## EXTRACTED RECORDS:
//! PostgreSQL implementation of PostingRepository

use async_trait::async_trait;
use sqlx::PgPool;
use tracing::instrument;

use ngo_core::{
    DomainError, Identifier, IdentifierKind, NewPosting, Posting, PostingQuery,
    PostingRepository, RepoResult,
};

use crate::models::PostingModel;

use super::contains_pattern;
use super::error::{allocation_lock_key, map_db_error};

const POSTING_COLUMNS: &str = "id, title, photo_url, created_by, created_at";

/// PostgreSQL implementation of PostingRepository
#[derive(Clone)]
pub struct PgPostingRepository {
    pool: PgPool,
}

impl PgPostingRepository {
    /// Create a new PgPostingRepository
    pub fn new(pool: PgPool) -> Self {
        Self { pool }
    }
}

#[async_trait]
impl PostingRepository for PgPostingRepository {
    #[instrument(skip(self))]
    async fn find_by_id(&self, id: &Identifier) -> RepoResult<Option<Posting>> {
        let result = sqlx::query_as::<_, PostingModel>(&format!(
            "SELECT {POSTING_COLUMNS} FROM postings WHERE id = $1"
        ))
        .bind(id.to_string())
        .fetch_optional(&self.pool)
        .await
        .map_err(map_db_error)?;

        result.map(Posting::try_from).transpose()
    }

    #[instrument(skip(self))]
    async fn list(&self, query: &PostingQuery) -> RepoResult<Vec<Posting>> {
        let title_pattern = query.title.as_deref().map(contains_pattern);

        let results = sqlx::query_as::<_, PostingModel>(&format!(
            r#"
            SELECT {POSTING_COLUMNS}
            FROM postings
            WHERE ($1::TEXT IS NULL OR title ILIKE $1)
              AND ($2::TEXT IS NULL OR LOWER(created_by) = LOWER($2))
            ORDER BY id
            "#
        ))
        .bind(title_pattern)
        .bind(query.created_by.as_deref())
        .fetch_all(&self.pool)
        .await
        .map_err(map_db_error)?;

        results.into_iter().map(Posting::try_from).collect()
    }

    #[instrument(skip(self, posting), fields(title = %posting.title))]
    async fn create(&self, posting: &NewPosting) -> RepoResult<Posting> {
        let mut tx = self.pool.begin().await.map_err(map_db_error)?;

        sqlx::query("SELECT pg_advisory_xact_lock($1)")
            .bind(allocation_lock_key(IdentifierKind::Posting))
            .execute(&mut *tx)
            .await
            .map_err(map_db_error)?;

        let current_max = sqlx::query_scalar::<_, Option<String>>("SELECT MAX(id) FROM postings")
            .fetch_one(&mut *tx)
            .await
            .map_err(map_db_error)?;
        let id = Identifier::next(IdentifierKind::Posting, current_max.as_deref())?;

        let model = sqlx::query_as::<_, PostingModel>(&format!(
            r#"
            INSERT INTO postings (id, title, photo_url, created_by)
            VALUES ($1, $2, $3, $4)
            RETURNING {POSTING_COLUMNS}
            "#
        ))
        .bind(id.to_string())
        .bind(&posting.title)
        .bind(&posting.photo_url)
        .bind(posting.created_by.as_deref())
        .fetch_one(&mut *tx)
        .await
        .map_err(map_db_error)?;

        tx.commit().await.map_err(map_db_error)?;

        Posting::try_from(model)
    }

    #[instrument(skip(self, posting), fields(posting_id = %posting.id))]
    async fn update(&self, posting: &Posting) -> RepoResult<()> {
        let result = sqlx::query("UPDATE postings SET title = $2, photo_url = $3 WHERE id = $1")
            .bind(posting.id.to_string())
            .bind(&posting.title)
            .bind(&posting.photo_url)
            .execute(&self.pool)
            .await
            .map_err(map_db_error)?;

        if result.rows_affected() == 0 {
            return Err(DomainError::PostingNotFound(posting.id.clone()));
        }

        Ok(())
    }

    #[instrument(skip(self))]
    async fn delete(&self, id: &Identifier) -> RepoResult<()> {
        let result = sqlx::query("DELETE FROM postings WHERE id = $1")
            .bind(id.to_string())
            .execute(&self.pool)
            .await
            .map_err(map_db_error)?;

        if result.rows_affected() == 0 {
            return Err(DomainError::PostingNotFound(id.clone()));
        }

        Ok(())
    }
}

## PROMPT:
The response must hold only the lines above from the line with "use crate::models::PostingModel;" through the line with "pub struct PgPostingRepository", each copied exactly, both ends kept.

## FINISHED EXERCISE:
use crate::models::PostingModel;

use super::contains_pattern;
use super::error::{allocation_lock_key, map_db_error};

const POSTING_COLUMNS: &str = "id, title, photo_url, created_by, created_at";

/// PostgreSQL implementation of PostingRepository
#[derive(Clone)]
pub struct PgPostingRepository {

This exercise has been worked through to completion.